What is the Community Reinforcement Approach (CRA)?

Are you familiar with the Community Reinforcement Approach?

Various methods are used in the treatment of addiction disorders. Many studies on the effectiveness of these concepts have shown that community programs, social skills training, couples therapy, and motivational therapies are particularly effective. In 1973, Nathan Azrin and George Hunt developed the Community Reinforcement Approach (CRA) at the intersection of these interventions.

CRA combines many individual methods, with a particular focus on positive reinforcement from the client’s social environment. By analyzing behavior between consumption and abstinence, documented in an abstinence account, abstinence-promoting behaviors are stabilized during dry phases. Increasing and maintaining satisfaction in certain areas of life becomes more important than positive reinforcement from consumption.

In the German-speaking world, the Association for Community-Oriented Psychotherapy (VGP) in Bielefeld is mainly responsible for the implementation and dissemination of this psychotherapeutic treatment concept. The trainers at the association, who train CRA counselors and supervisors, are partly employees of the Department of Psychiatry and Psychotherapy at the Bethel Evangelical Hospital in Bielefeld (EVKB).

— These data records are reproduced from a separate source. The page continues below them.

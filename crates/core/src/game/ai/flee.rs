//! Flee state: pick the most open escape ray, else run to a stronger ally, else stand cornered.

use super::*;
use crate::game::combat;
use crate::game::pathfinding::{direction_index, direction_toward, move_astar, rotate};

// Straight away first, then widening alternately, ending with a step toward the danger.
const RAY_TURNS: [i32; 8] = [0, 1, -1, 2, -2, 3, -3, 4];

#[derive(Clone, Copy, Debug, PartialEq)]
pub struct EscapeRay {
    pub dir: (i32, i32),
    pub open_run: i32,
    pub score: f64,
    /// Last open tile along the ray; becomes the movement target.
    pub furthest: Pos,
}

/// Scores one ray cast from `from` in `dir`. `None` when the first tile is already blocked.
pub fn score_escape_ray(
    world: &World,
    from: Pos,
    dir: (i32, i32),
    danger: Pos,
) -> Option<EscapeRay> {
    let lookahead = world.config.flee_lookahead.max(1);
    let mut open_run = 0;
    let mut furthest = from;
    for step in 1..=lookahead {
        let p = from.offset(dir.0 * step, dir.1 * step);
        if world.is_blocked(p) {
            break;
        }
        open_run = step;
        furthest = p;
    }
    if open_run == 0 {
        return None;
    }

    let mut score = f64::from(open_run);
    let beyond = from.offset(dir.0 * (lookahead + 1), dir.1 * (lookahead + 1));
    if open_run == lookahead && !world.is_blocked(beyond) {
        score += world.config.flee_ahead_bonus;
    }
    let start = from.offset(dir.0, dir.1);
    let gain = start.distance(danger) / from.distance(danger).max(1.0);
    Some(EscapeRay { dir, open_run, score: score * gain, furthest })
}

/// Best ray scoring at least `flee_min_score`; earlier rays win ties.
pub fn best_escape(world: &World, from: Pos, danger: Pos) -> Option<EscapeRay> {
    let heading = direction_index(direction_toward(danger, from)).unwrap_or(2);
    let mut best: Option<EscapeRay> = None;
    for turn in RAY_TURNS {
        let dir = rotate(heading, turn);
        if let Some(ray) = score_escape_ray(world, from, dir, danger)
            && ray.score >= world.config.flee_min_score
            && best.is_none_or(|current| ray.score > current.score)
        {
            best = Some(ray);
        }
    }
    best
}

pub(super) fn act(
    world: &mut World,
    dice: &mut dyn Dice,
    id: EntityId,
    sighting: &Sighting,
) -> u64 {
    let Some(actor) = world.actors.get(id) else {
        return 1;
    };
    let (Some(fighter), Some(ai)) = (&actor.fighter, &actor.ai) else {
        return 1;
    };
    let pos = actor.pos;
    let move_cost = u64::from(fighter.move_speed());
    let attack_cost = u64::from(fighter.attack_speed());
    let Some(danger) = ai.last_target_pos else {
        return move_cost;
    };

    if let Some(ray) = best_escape(world, pos, danger) {
        if let Some(ai) = record_mut(world, id) {
            ai.move_target = Some(ray.furthest);
        }
        move_astar(world, id, ray.furthest);
        return move_cost;
    }

    if let Some(ally) = nearest_stronger_ally(world, id) {
        tracing::trace!(?id, ?ally, "fleeing toward an ally");
        if let Some(ai) = record_mut(world, id) {
            ai.move_target = Some(ally);
        }
        move_astar(world, id, ally);
        return move_cost;
    }

    if sighting.visible
        && let (Some(target), Some(target_pos)) = (sighting.target, sighting.target_pos)
        && pos.is_adjacent(target_pos)
    {
        let name = capitalize(&world.display_name(id));
        world.narrate(&format!("{name} is cornered and lashes out!"), ColorTag::Orange);
        combat::attack(world, dice, id, target);
        return attack_cost;
    }
    move_cost
}

/// Closest living AI ally within `flee_ally_radius` with more hit points than `id`.
fn nearest_stronger_ally(world: &World, id: EntityId) -> Option<Pos> {
    let actor = world.actors.get(id)?;
    let own_hp = actor.fighter.as_ref()?.hp;
    let radius = world.config.flee_ally_radius;
    world
        .actors
        .iter()
        .filter(|(other, ally)| {
            *other != id
                && ally.ai.is_some()
                && ally.fighter.as_ref().is_some_and(|f| !f.is_dead() && f.hp > own_hp)
                && actor.pos.distance(ally.pos) <= radius
        })
        .map(|(_, ally)| ally.pos)
        .min_by(|a, b| actor.pos.distance(*a).total_cmp(&actor.pos.distance(*b)))
}
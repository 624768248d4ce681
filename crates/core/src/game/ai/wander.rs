//! Wander state: patrol toward a point in the opposite quadrant of the map.

use super::*;
use crate::game::pathfinding::move_astar;

pub(super) fn act(world: &mut World, dice: &mut dyn Dice, id: EntityId, move_cost: u64) -> u64 {
    let Some(actor) = world.actors.get(id) else {
        return move_cost;
    };
    let Some(ai) = &actor.ai else {
        return move_cost;
    };
    let pos = actor.pos;
    let stuck_limit = world.config.wander_stuck_limit;
    let mut goal = ai.move_target;
    if goal.is_none_or(|target| target == pos) || ai.stuck_turns >= stuck_limit {
        goal = pick_patrol_point(world, dice, pos);
        if let Some(ai) = record_mut(world, id) {
            ai.move_target = goal;
            ai.stuck_turns = 0;
        }
    }
    let Some(goal) = goal else {
        return move_cost;
    };

    let moved = move_astar(world, id, goal);
    if let Some(ai) = record_mut(world, id) {
        ai.stuck_turns = if moved { 0 } else { ai.stuck_turns.saturating_add(1) };
    }
    move_cost
}

/// Samples an open tile in the quadrant diagonally opposite `from`, then any open tile.
pub fn pick_patrol_point(world: &World, dice: &mut dyn Dice, from: Pos) -> Option<Pos> {
    let (width, height) = (world.map.width(), world.map.height());
    let (mid_x, mid_y) = (width / 2, height / 2);
    let (x_lo, x_hi) = if from.x < mid_x { (mid_x, width - 1) } else { (0, mid_x - 1) };
    let (y_lo, y_hi) = if from.y < mid_y { (mid_y, height - 1) } else { (0, mid_y - 1) };

    for _ in 0..world.config.wander_samples {
        let p = Pos { y: dice.roll(y_lo, y_hi), x: dice.roll(x_lo, x_hi) };
        if p != from && !world.is_blocked(p) {
            return Some(p);
        }
    }

    let open: Vec<Pos> =
        world.map.floor_tiles().filter(|p| *p != from && !world.is_blocked(*p)).collect();
    dice.pick_index(open.len()).map(|i| open[i])
}
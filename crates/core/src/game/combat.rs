//! Damage resolution and death handling.
//! This module exists so every source of harm goes through one guarded path.
//! It does not own targeting or when an attack is worth making; AI and player code decide that.

use super::*;
use crate::state::DamageOutcome;

/// Resolves one attack and returns the damage dealt (0 when it had no effect).
pub fn attack(world: &mut World, dice: &mut dyn Dice, attacker: EntityId, target: EntityId) -> i32 {
    let (Some(attacker_actor), Some(target_actor)) =
        (world.actors.get(attacker), world.actors.get(target))
    else {
        return 0;
    };
    let (Some(offense), Some(defense)) = (&attacker_actor.fighter, &target_actor.fighter) else {
        return 0;
    };
    if offense.is_dead() || defense.is_dead() {
        return 0;
    }

    let raw = match &offense.weapon {
        Some(weapon) => {
            dice.roll(weapon.damage_min, weapon.damage_max) + dice.roll(0, offense.power / 2)
        }
        None => dice.roll(1, offense.power.max(1)),
    };
    let damage = raw - defense.defense;

    let verb = offense
        .weapon
        .as_ref()
        .and_then(|weapon| dice.pick_index(weapon.verbs.len()).map(|i| weapon.verbs[i].clone()))
        .unwrap_or_else(|| "attacks".to_string());
    let attacker_name = capitalize(&attacker_actor.name);
    let target_name = target_actor.name.clone();
    let color =
        if target_actor.kind == ActorKind::Player { ColorTag::Orange } else { ColorTag::White };

    world.events.push(LogEvent::Attacked { attacker, target, damage: damage.max(0) });
    if damage <= 0 {
        world.narrate(
            &format!("{attacker_name} {verb} {target_name} but it has no effect!"),
            color,
        );
        return 0;
    }
    world.narrate(&format!("{attacker_name} {verb} {target_name} for {damage} hit points."), color);
    take_damage(world, target, damage);
    damage
}

/// Applies damage to a fighter. Fighters that already died ignore it entirely.
pub fn take_damage(world: &mut World, target: EntityId, amount: i32) -> DamageOutcome {
    let Some(fighter) = world.actors.get_mut(target).and_then(|actor| actor.fighter.as_mut())
    else {
        return DamageOutcome::Ignored;
    };
    let outcome = fighter.apply_damage(amount);
    if outcome == DamageOutcome::Killed {
        let policy = fighter.death;
        run_death_policy(world, target, policy);
    }
    outcome
}

pub fn heal(world: &mut World, target: EntityId, amount: i32) {
    if let Some(fighter) = world.actors.get_mut(target).and_then(|actor| actor.fighter.as_mut()) {
        fighter.heal(amount);
    }
}

fn run_death_policy(world: &mut World, id: EntityId, policy: DeathPolicy) {
    world.events.push(LogEvent::Died { actor: id });
    match policy {
        DeathPolicy::Player => {
            world.narrate("You died!", ColorTag::Crimson);
            world.outcome = Some(RunOutcome::Defeat);
            tracing::debug!(?id, "player died");
        }
        DeathPolicy::Monster => {
            let Some(actor) = world.actors.get_mut(id) else {
                return;
            };
            let name = capitalize(&actor.name);
            actor.fighter = None;
            actor.ai = None;
            actor.blocks = false;
            actor.name = format!("remains of {}", actor.name);
            world.narrate(&format!("{name} is dead!"), ColorTag::Orange);
            tracing::debug!(?id, "monster died");
            if world.outcome.is_none() && no_monsters_left(world) {
                world.outcome = Some(RunOutcome::Victory);
            }
        }
    }
}

fn no_monsters_left(world: &World) -> bool {
    let player_alive = world.player().is_some_and(Actor::is_alive);
    player_alive
        && !world
            .actors
            .values()
            .any(|actor| matches!(actor.kind, ActorKind::Monster(_)) && actor.is_alive())
}

pub(crate) fn capitalize(text: &str) -> String {
    let mut chars = text.chars();
    match chars.next() {
        Some(first) => first.to_uppercase().chain(chars).collect(),
        None => String::new(),
    }
}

In 1995, Robert J. Meyers and Jane Ellen Smith published the Clinical Guide to Alcohol Treatment – The Community Reinforcement Approach, which describes its use in practice. Since then, it has been adopted worldwide, especially in English-speaking countries, and translated into several languages. The German version, CRA-Manual zur Behandlung von Alkoholabhängigkeit – Erfolgreicher behandeln durch positive Verstärkung im sozialen Bereich by Wolfgang Lange, Stephanie Kunz, and Martin Reker, was published by the Psychiatry Press.

Together with the VGP and the EVKB, the exact need for an internet-based therapy program based on the Community Reinforcement Approach for post-inpatient treatment was identified. After two years of development, RADIUS now meets this need and has been in use at the EVKB since autumn 2015.